Deportes

"Sacrificada" por una medalla: la triste historia de Semenya

La complicidad de Sudáfrica en la humillación a la que fue sometida la atleta quedó en evidencia con el reconocimiento de que corrió en Berlín en contra del consejo de los médicos.

Tanto el gobierno como los medios sudafricanos han reclamado en los últimos días la renuncia de Leonard Chuene, presidente de la federación nacional de atletismo (ASA), por "mentir" en el controvertido caso de la mediofondista Semenya.

"El señor Chuene no sólo nos mintió a nosotros como Ministerio (de Deportes), sino a todo el país, y eso no es aceptable", dijo en un comunicado Gert Oosthuizen, viceministro de Deportes sudafricano, después que el titular de ASA finalmente admitiera el sábado que había ignorado las dudas de los médicos acerca del sexo de Semenya, previamente a que la atleta ganara en Berlín la prueba de 800 metros.

"Me negué", dijo Chuene durante una rueda de prensa en Pretoria al revelar que un médico de la federación le recomendó retirar del equipo a Semenya, tras someter a la deportista a una prueba de sexo.

El aspecto masculino de la atleta de 18 años y su notable marca dispararon las dudas y una fuerte polémica entre el gobierno sudafricano y la Asociación Internacional de Federaciones de Atletismo (IAAF).

La ASA había negado hasta el sábado que Semenya hubiera sido sometida a una prueba de verificación de su sexo, calificada por él mismo como un "insulto" a Sudáfrica. Finalmente, Chuene reconoció que la prueba fue realizada el 7 de agosto en Pretoria, antes de que la atleta volara a Berlín.

Según el presidente de la ASA, las pruebas fueron realizadas a instancias de la IAAF y es "incierto" que Semenya haya sido informada de que había sido sometida a una prueba de verificación de sexo.

Ya en Berlín, el médico del equipo sudafricano, Harold Adams, recomendó a la ASA retirar a Semenya, mencionando dudas sobre su identidad sexual, derivadas de los controles, reconoció Chuene.

El presidente de la ASA dijo haberse negado porque "no había base" para retirar del equipo a Semenya, ya que aún no había recibido los resultados de los controles y no podía actuar "por rumores", antes de agregar que de haberlo hecho los sudafricanos hubieran querido saber por qué él retiraba una esperanza concreta de medallas.

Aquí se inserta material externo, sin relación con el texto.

//! Classification orchestrator.
//!
//! Flow:
//! 1. Normalize (stopwords out) for the model
//! 2. Zero-shot category query, then intent query
//! 3. Override cascade over the original text
//!
//! `classify_email` never fails: any classifier error becomes the "Erro"
//! sentinel result.

use std::sync::Arc;

use serde::{Deserialize, Serialize};
use tracing::{debug, error, info};

use crate::error::ClassifierError;
use crate::nlp::classifier::ClassifierHandle;
use crate::nlp::labels::{Category, Intent, LabelSet};
use crate::nlp::normalize::normalize;
use crate::nlp::rules::{OverrideEngine, Verdict};

/// Final classification for one email.
#[derive(Debug, Clone, PartialEq, Serialize, Deserialize)]
pub struct ClassificationResult {
    pub category: Category,
    /// Model confidence for the category query, before overrides.
    pub category_score: f32,
    pub intent: Intent,
    /// Model confidence for the intent query, before overrides.
    pub intent_score: f32,
    /// Stopword-filtered text the model saw.
    #[serde(rename = "processed")]
    pub processed_text: String,
}

impl ClassificationResult {
    /// The "always respond" sentinel for a failed classification.
    pub fn error_sentinel() -> Self {
        Self {
            category: Category::Error,
            category_score: 0.0,
            intent: Intent::ProcessingError,
            intent_score: 0.0,
            processed_text: String::new(),
        }
    }

    pub fn is_error(&self) -> bool {
        self.category == Category::Error
    }
}

/// Zero-shot classification plus keyword overrides.
pub struct EmailClassifier {
    handle: Arc<ClassifierHandle>,
    overrides: OverrideEngine,
    category_labels: LabelSet,
    intent_labels: LabelSet,
}

impl EmailClassifier {
    pub fn new(handle: Arc<ClassifierHandle>, overrides: OverrideEngine) -> Self {
        Self {
            handle,
            overrides,
            category_labels: LabelSet::categories(),
            intent_labels: LabelSet::intents(),
        }
    }

    /// Shared classifier handle (e.g. to warm it up at startup).
    pub fn handle(&self) -> &Arc<ClassifierHandle> {
        &self.handle
    }

    /// Classify an email. Always returns a structurally valid result.
    pub async fn classify_email(&self, text: &str) -> ClassificationResult {
        match self.try_classify(text).await {
            Ok(result) => {
                info!(
                    category = %result.category,
                    intent = %result.intent,
                    category_score = result.category_score,
                    intent_score = result.intent_score,
                    "Email classified"
                );
                result
            }
            Err(e) => {
                error!(error = %e, "Classification failed, returning error sentinel");
                ClassificationResult::error_sentinel()
            }
        }
    }

    async fn try_classify(&self, text: &str) -> Result<ClassificationResult, ClassifierError> {
        let classifier = self.handle.get().await?;
        let processed = normalize(text);

        let categories = classifier
            .score(&processed, self.category_labels.as_slice())
            .await?;
        let (raw_category, category_score) =
            categories.top().ok_or_else(|| ClassifierError::InvalidResponse {
                model: classifier.model_id().to_string(),
                reason: "empty category ranking".into(),
            })?;
        let category = Category::from_model_label(raw_category);

        let intents = classifier
            .score(&processed, self.intent_labels.as_slice())
            .await?;
        let (raw_intent, intent_score) =
            intents.top().ok_or_else(|| ClassifierError::InvalidResponse {
                model: classifier.model_id().to_string(),
                reason: "empty intent ranking".into(),
            })?;
        let intent =
            Intent::from_label(raw_intent).ok_or_else(|| ClassifierError::InvalidResponse {
                model: classifier.model_id().to_string(),
                reason: format!("label '{raw_intent}' is not a candidate intent"),
            })?;

        debug!(
            model = %classifier.model_id(),
            category = %category,
            intent = %intent,
            "Model verdict before overrides"
        );

        let verdict = self.overrides.apply(text, Verdict::new(category, intent));

        Ok(ClassificationResult {
            category: verdict.category,
            category_score,
            intent: verdict.intent,
            intent_score,
            processed_text: processed,
        })
    }
}

#[cfg(test)]
mod tests {
    use async_trait::async_trait;

    use super::*;
    use crate::nlp::classifier::{ScoredLabels, ZeroShotClassifier};
    use crate::nlp::labels::{CATEGORY_ACTIONABLE_LABEL, CATEGORY_NON_ACTIONABLE_LABEL};

    /// Ranks one fixed label first in whichever set it belongs to.
    struct FixedClassifier {
        category: &'static str,
        intent: Intent,
    }

    #[async_trait]
    impl ZeroShotClassifier for FixedClassifier {
        fn model_id(&self) -> &str {
            "fixed"
        }

        async fn score(
            &self,
            _text: &str,
            labels: &[&str],
        ) -> Result<ScoredLabels, ClassifierError> {
            let winner = if labels.contains(&self.category) {
                self.category
            } else {
                self.intent.label()
            };
            let rest = (labels.len() as f32 - 1.0).max(1.0);
            Ok(ScoredLabels::from_pairs(labels.iter().map(|l| {
                let score = if *l == winner { 0.8 } else { 0.2 / rest };
                (l.to_string(), score)
            })))
        }
    }

    struct BrokenClassifier;

    #[async_trait]
    impl ZeroShotClassifier for BrokenClassifier {
        fn model_id(&self) -> &str {
            "broken"
        }

        async fn score(
            &self,
            _text: &str,
            _labels: &[&str],
        ) -> Result<ScoredLabels, ClassifierError> {
            Err(ClassifierError::RequestFailed {
                model: "broken".into(),
                reason: "boom".into(),
            })
        }
    }

    fn classifier_with(category: &'static str, intent: Intent) -> EmailClassifier {
        let handle = ClassifierHandle::preloaded(Arc::new(FixedClassifier { category, intent }));
        EmailClassifier::new(Arc::new(handle), OverrideEngine::default_rules())
    }

    #[tokio::test]
    async fn model_verdict_without_triggers() {
        let classifier = classifier_with(CATEGORY_ACTIONABLE_LABEL, Intent::TechnicalSupport);
        let result = classifier
            .classify_email("Não consigo acessar o sistema, aparece erro 500.")
            .await;
        assert_eq!(result.category, Category::Productive);
        assert_eq!(result.intent, Intent::TechnicalSupport);
        assert!((result.category_score - 0.8).abs() < 1e-5);
        assert!((result.intent_score - 0.8).abs() < 1e-5);
        assert_eq!(result.processed_text, "consigo acessar sistema, aparece erro 500.");
    }

    #[tokio::test]
    async fn overrides_keep_model_scores() {
        let classifier = classifier_with(CATEGORY_ACTIONABLE_LABEL, Intent::InformationRequest);
        let result = classifier
            .classify_email("Promoção de 12 computadores por 1 LEVANDO SO HOJE!")
            .await;
        assert_eq!(result.category, Category::Unproductive);
        assert_eq!(result.intent, Intent::SpamMarketing);
        assert!((result.category_score - 0.8).abs() < 1e-5);
        assert!((result.intent_score - 0.8).abs() < 1e-5);
    }

    #[tokio::test]
    async fn non_actionable_category_label_maps_to_unproductive() {
        let classifier = classifier_with(CATEGORY_NON_ACTIONABLE_LABEL, Intent::SmallTalk);
        let result = classifier.classify_email("Bom dia pessoal, ótimo fim de semana").await;
        assert_eq!(result.category, Category::Unproductive);
        assert_eq!(result.intent, Intent::SmallTalk);
    }

    #[tokio::test]
    async fn classifier_error_yields_sentinel() {
        let handle = ClassifierHandle::preloaded(Arc::new(BrokenClassifier));
        let classifier = EmailClassifier::new(Arc::new(handle), OverrideEngine::default_rules());
        let result = classifier.classify_email("Qual o status do chamado?").await;
        assert_eq!(result, ClassificationResult::error_sentinel());
        assert!(result.is_error());
        assert_eq!(result.intent.label(), "Erro no processamento");
    }

    #[test]
    fn result_serializes_with_original_keys() {
        let result = ClassificationResult {
            category: Category::Productive,
            category_score: 0.9,
            intent: Intent::StatusRequest,
            intent_score: 0.7,
            processed_text: "status pedido".into(),
        };
        let json = serde_json::to_value(&result).unwrap();
        assert_eq!(json["category"], "Produtivo");
        assert_eq!(json["intent"], "Solicitação de status ou acompanhamento");
        assert_eq!(json["processed"], "status pedido");
    }
}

La obsesión del atletismo sudafricano por las medallas tuvo sus raíces en el fracaso protagonizado en los Juegos Olímpicos de Pekín 2008. Allí, pese a haber presentado su mayor nómina desde 1992. el equipo de atletismo de Sudáfrica sólo consiguió una presea de plata en salto de longitud, es decir cinco preseas menos que en los anteriores Juegos. Y los jefes del deporte nacional cosecharon críticas por tan magro desempeño.

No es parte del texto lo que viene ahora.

//! Integration tests for the hosted inference and chat completion backends.
//!
//! Each test spins up an Axum server on a random port that mimics the remote
//! API, then drives the real reqwest clients through `EmailAssistant`.

use std::collections::HashMap;
use std::sync::{Arc, Mutex};
use std::time::Duration;

use axum::Json;
use axum::Router;
use axum::extract::{Path, State};
use axum::http::{HeaderMap, StatusCode};
use axum::response::{IntoResponse, Response};
use axum::routing::post;
use serde_json::{Value, json};
use tokio::net::TcpListener;
use tokio::time::timeout;

use email_triage::config::{ClassifierConfig, RefinerConfig};
use email_triage::nlp::{Category, Intent};
use email_triage::reply::{ReplyContext, ReplySource};
use email_triage::{EmailAssistant, ProcessOutcome};

/// Maximum time any test is allowed to run before we consider it hung.
const TEST_TIMEOUT: Duration = Duration::from_secs(10);

/// Text with no override keywords, so the mock model's ranking stands.
const NEUTRAL_TEXT: &str = "Preciso de ajuda para acessar o sistema";

#[derive(Default)]
struct MockState {
    /// Requests per model id.
    hits: Mutex<HashMap<String, usize>>,
    /// Authorization headers seen by the inference route.
    auth: Mutex<Vec<String>>,
    /// Bodies seen by the chat completion route.
    completions: Mutex<Vec<Value>>,
}

impl MockState {
    fn hits(&self, model: &str) -> usize {
        self.hits.lock().unwrap().get(model).copied().unwrap_or(0)
    }
}

/// Ranks the first candidate label at 0.7 and splits 0.3 over the rest.
///
/// Org `missing` answers 404, org `rows` answers in the list-of-pairs shape,
/// anything else answers in the columnar shape.
async fn zero_shot(
    State(state): State<Arc<MockState>>,
    Path((org, name)): Path<(String, String)>,
    headers: HeaderMap,
    Json(body): Json<Value>,
) -> Response {
    let model = format!("{org}/{name}");
    *state.hits.lock().unwrap().entry(model).or_default() += 1;
    if let Some(auth) = headers.get("authorization").and_then(|v| v.to_str().ok()) {
        state.auth.lock().unwrap().push(auth.to_string());
    }

    if org == "missing" {
        return (StatusCode::NOT_FOUND, "Model not found").into_response();
    }

    let labels: Vec<String> = body["parameters"]["candidate_labels"]
        .as_array()
        .map(|a| a.iter().filter_map(|l| l.as_str().map(String::from)).collect())
        .unwrap_or_default();
    let rest = 0.3 / (labels.len().saturating_sub(1).max(1) as f32);
    let scores: Vec<f32> = (0..labels.len())
        .map(|i| if i == 0 { 0.7 } else { rest })
        .collect();

    if org == "rows" {
        let rows: Vec<Value> = labels
            .iter()
            .zip(&scores)
            .map(|(label, score)| json!({ "label": label, "score": score }))
            .collect();
        Json(Value::Array(rows)).into_response()
    } else {
        Json(json!({ "sequence": body["inputs"], "labels": labels, "scores": scores }))
            .into_response()
    }
}

/// `ok` answers with padded text, `fail` with a 500, `slow` after two seconds.
async fn chat_completions(
    State(state): State<Arc<MockState>>,
    Path(mode): Path<String>,
    Json(body): Json<Value>,
) -> Response {
    state.completions.lock().unwrap().push(body);
    match mode.as_str() {
        "fail" => (StatusCode::INTERNAL_SERVER_ERROR, "upstream error").into_response(),
        "slow" => {
            tokio::time::sleep(Duration::from_secs(2)).await;
            Json(completion("tarde demais")).into_response()
        }
        _ => Json(completion("  Prezado cliente, recebemos sua mensagem.  ")).into_response(),
    }
}

fn completion(content: &str) -> Value {
    json!({
        "id": "chatcmpl-test",
        "choices": [{
            "index": 0,
            "message": { "role": "assistant", "content": content },
            "finish_reason": "stop"
        }],
        "usage": { "prompt_tokens": 40, "completion_tokens": 12 }
    })
}

/// Start the mock server on a random port, return (base url, state).
async fn start_server() -> (String, Arc<MockState>) {
    let state = Arc::new(MockState::default());
    let app = Router::new()
        .route("/models/{org}/{name}", post(zero_shot))
        .route("/{mode}/v1/chat/completions", post(chat_completions))
        .with_state(Arc::clone(&state));

    let listener = TcpListener::bind("127.0.0.1:0").await.unwrap();
    let port = listener.local_addr().unwrap().port();

    tokio::spawn(async move {
        axum::serve(listener, app).await.unwrap();
    });

    // Give the server a moment to start accepting connections.
    tokio::time::sleep(Duration::from_millis(50)).await;

    (format!("http://127.0.0.1:{port}"), state)
}

fn classifier_config(base: &str, primary: &str, fallback: &str) -> ClassifierConfig {
    ClassifierConfig {
        primary_model: primary.into(),
        fallback_model: fallback.into(),
        endpoint: format!("{base}/models"),
        api_token: None,
        timeout: Duration::from_secs(2),
    }
}

fn refiner_config(base: &str, mode: &str) -> RefinerConfig {
    let mut config = RefinerConfig::new("sk-test");
    config.base_url = format!("{base}/{mode}/v1");
    config.timeout = Duration::from_millis(300);
    config
}

async fn process(assistant: &EmailAssistant, text: &str) -> ProcessOutcome {
    timeout(TEST_TIMEOUT, assistant.process(text, &ReplyContext::new()))
        .await
        .expect("process timed out")
}

#[tokio::test]
async fn columnar_response_drives_classification() {
    let (base, state) = start_server().await;
    let config = classifier_config(&base, "acme/primary", "acme/fallback");
    let assistant = EmailAssistant::from_config(&config, None).unwrap();

    let outcome = process(&assistant, NEUTRAL_TEXT).await;

    assert_eq!(outcome.category, Category::Productive);
    assert_eq!(outcome.intent, Intent::StatusRequest);
    assert!((outcome.category_score - 0.7).abs() < 1e-4);
    assert!((outcome.intent_score - 0.7).abs() < 1e-4);
    assert_eq!(outcome.reply_source, ReplySource::Template);
    assert!(outcome.suggested_reply.starts_with("Assunto: Atualização do seu atendimento"));

    // Warm-up plus one call per query; the fallback is never touched.
    assert_eq!(state.hits("acme/primary"), 3);
    assert_eq!(state.hits("acme/fallback"), 0);
}

#[tokio::test]
async fn row_response_shape_is_accepted() {
    let (base, _state) = start_server().await;
    let config = classifier_config(&base, "rows/primary", "rows/fallback");
    let assistant = EmailAssistant::from_config(&config, None).unwrap();

    let outcome = process(&assistant, NEUTRAL_TEXT).await;

    assert_eq!(outcome.category, Category::Productive);
    assert_eq!(outcome.intent, Intent::StatusRequest);
}

#[tokio::test]
async fn missing_primary_falls_back_once() {
    let (base, state) = start_server().await;
    let config = classifier_config(&base, "missing/primary", "acme/fallback");
    let assistant = EmailAssistant::from_config(&config, None).unwrap();

    let first = process(&assistant, NEUTRAL_TEXT).await;
    let second = process(&assistant, NEUTRAL_TEXT).await;

    assert_eq!(first.category, Category::Productive);
    assert_eq!(first, second);
    assert_eq!(state.hits("missing/primary"), 1);
    // One warm-up, then two queries per email.
    assert_eq!(state.hits("acme/fallback"), 5);
}

#[tokio::test]
async fn no_loadable_model_yields_error_sentinel() {
    let (base, state) = start_server().await;
    let config = classifier_config(&base, "missing/primary", "missing/fallback");
    let assistant = EmailAssistant::from_config(&config, None).unwrap();

    let first = process(&assistant, NEUTRAL_TEXT).await;
    let second = process(&assistant, "Outra mensagem qualquer").await;

    for outcome in [&first, &second] {
        assert_eq!(outcome.category, Category::Error);
        assert_eq!(outcome.intent, Intent::ProcessingError);
        assert_eq!(outcome.category_score, 0.0);
        assert_eq!(outcome.intent_score, 0.0);
        assert!(outcome.suggested_reply.contains("'Erro no processamento'"));
        assert_eq!(outcome.reply_source, ReplySource::Template);
    }

    // The failed initialization is cached, not retried per email.
    assert_eq!(state.hits("missing/primary"), 1);
    assert_eq!(state.hits("missing/fallback"), 1);
}

#[tokio::test]
async fn bearer_token_is_sent_when_configured() {
    let (base, state) = start_server().await;
    let mut config = classifier_config(&base, "acme/primary", "acme/fallback");
    config.api_token = Some("hf-test".into());
    let assistant = EmailAssistant::from_config(&config, None).unwrap();

    process(&assistant, NEUTRAL_TEXT).await;

    let auth = state.auth.lock().unwrap();
    assert!(!auth.is_empty());
    assert!(auth.iter().all(|h| h == "Bearer hf-test"));
}

#[tokio::test]
async fn refinement_success_is_tagged_and_trimmed() {
    let (base, state) = start_server().await;
    let config = classifier_config(&base, "acme/primary", "acme/fallback");
    let refiner = refiner_config(&base, "ok");
    let assistant = EmailAssistant::from_config(&config, Some(&refiner)).unwrap();

    let outcome = process(&assistant, NEUTRAL_TEXT).await;

    assert_eq!(outcome.reply_source, ReplySource::OpenAiTemplate);
    assert_eq!(outcome.suggested_reply, "Prezado cliente, recebemos sua mensagem.");

    let completions = state.completions.lock().unwrap();
    assert_eq!(completions.len(), 1);
    assert_eq!(completions[0]["model"], "gpt-4o-mini");
    let prompt = completions[0]["messages"][0]["content"].as_str().unwrap();
    assert!(prompt.contains("Assunto: Atualização do seu atendimento"));
}

#[tokio::test]
async fn refinement_server_error_falls_back_to_template() {
    let (base, state) = start_server().await;
    let config = classifier_config(&base, "acme/primary", "acme/fallback");
    let refiner = refiner_config(&base, "fail");
    let assistant = EmailAssistant::from_config(&config, Some(&refiner)).unwrap();

    let outcome = process(&assistant, NEUTRAL_TEXT).await;

    assert_eq!(outcome.reply_source, ReplySource::Template);
    assert!(outcome.suggested_reply.starts_with("Assunto: Atualização do seu atendimento"));
    // Single attempt, no retry.
    assert_eq!(state.completions.lock().unwrap().len(), 1);
}

#[tokio::test]
async fn slow_refinement_times_out_to_template() {
    let (base, _state) = start_server().await;
    let config = classifier_config(&base, "acme/primary", "acme/fallback");
    let refiner = refiner_config(&base, "slow");
    let assistant = EmailAssistant::from_config(&config, Some(&refiner)).unwrap();

    let outcome = process(&assistant, NEUTRAL_TEXT).await;

    assert_eq!(outcome.reply_source, ReplySource::Template);
    assert!(!outcome.suggested_reply.is_empty());
}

Un año más tarde, con Semenya con el rótulo de candidata al título en los 800 metros después de ganar con facilidad la prueba en los Mundiales juveniles disputados en Mauricio en julio, la tentación del oro, aparentemente, fue más fuerte que la necesidad de protegerla de tener que probar públicamente su femineidad.

"El ansia de oro triunfó por sobre cualquier preocupación acerca de su bienestar", publicó el diario "Sunday Times" en un editorial, que acusa a la ASA de traicionar la confianza de Semenya e insta a despedir a Chuene.

El viceministro Oosthuizen sostuvo que las mentiras de Chuene "fogonearon las continuas violaciones a los derechos y la dignidad de Semenya por parte de la prensa extranjera y local".

Wilfred Daniels, ex entrenador de Semenya y quien renunció a su puesto en la ASA en disconformidad por la manera en que la organización manejó el tema, dijo días atrás que a la atleta se le hizo creer que iba a someterse a un control antidoping y que se sintió enojada y humillada cuando fue fotografiada en sus genitales.

La IAAF se niega a dar a conocer los resultados antes de noviembre, argumentando que quiere discutirlos primero con Semenya y los expertos. Mientras tanto, la atleta guarda un estricto silencio, aunque el "affaire", obviamente, la ha marcado a fuego: cuando la radio 702 trató de obtener una entrevista, Semenya dijo que no quería ser grabada debido a la gravedad de su voz, algo que podría ser "usado" en su contra.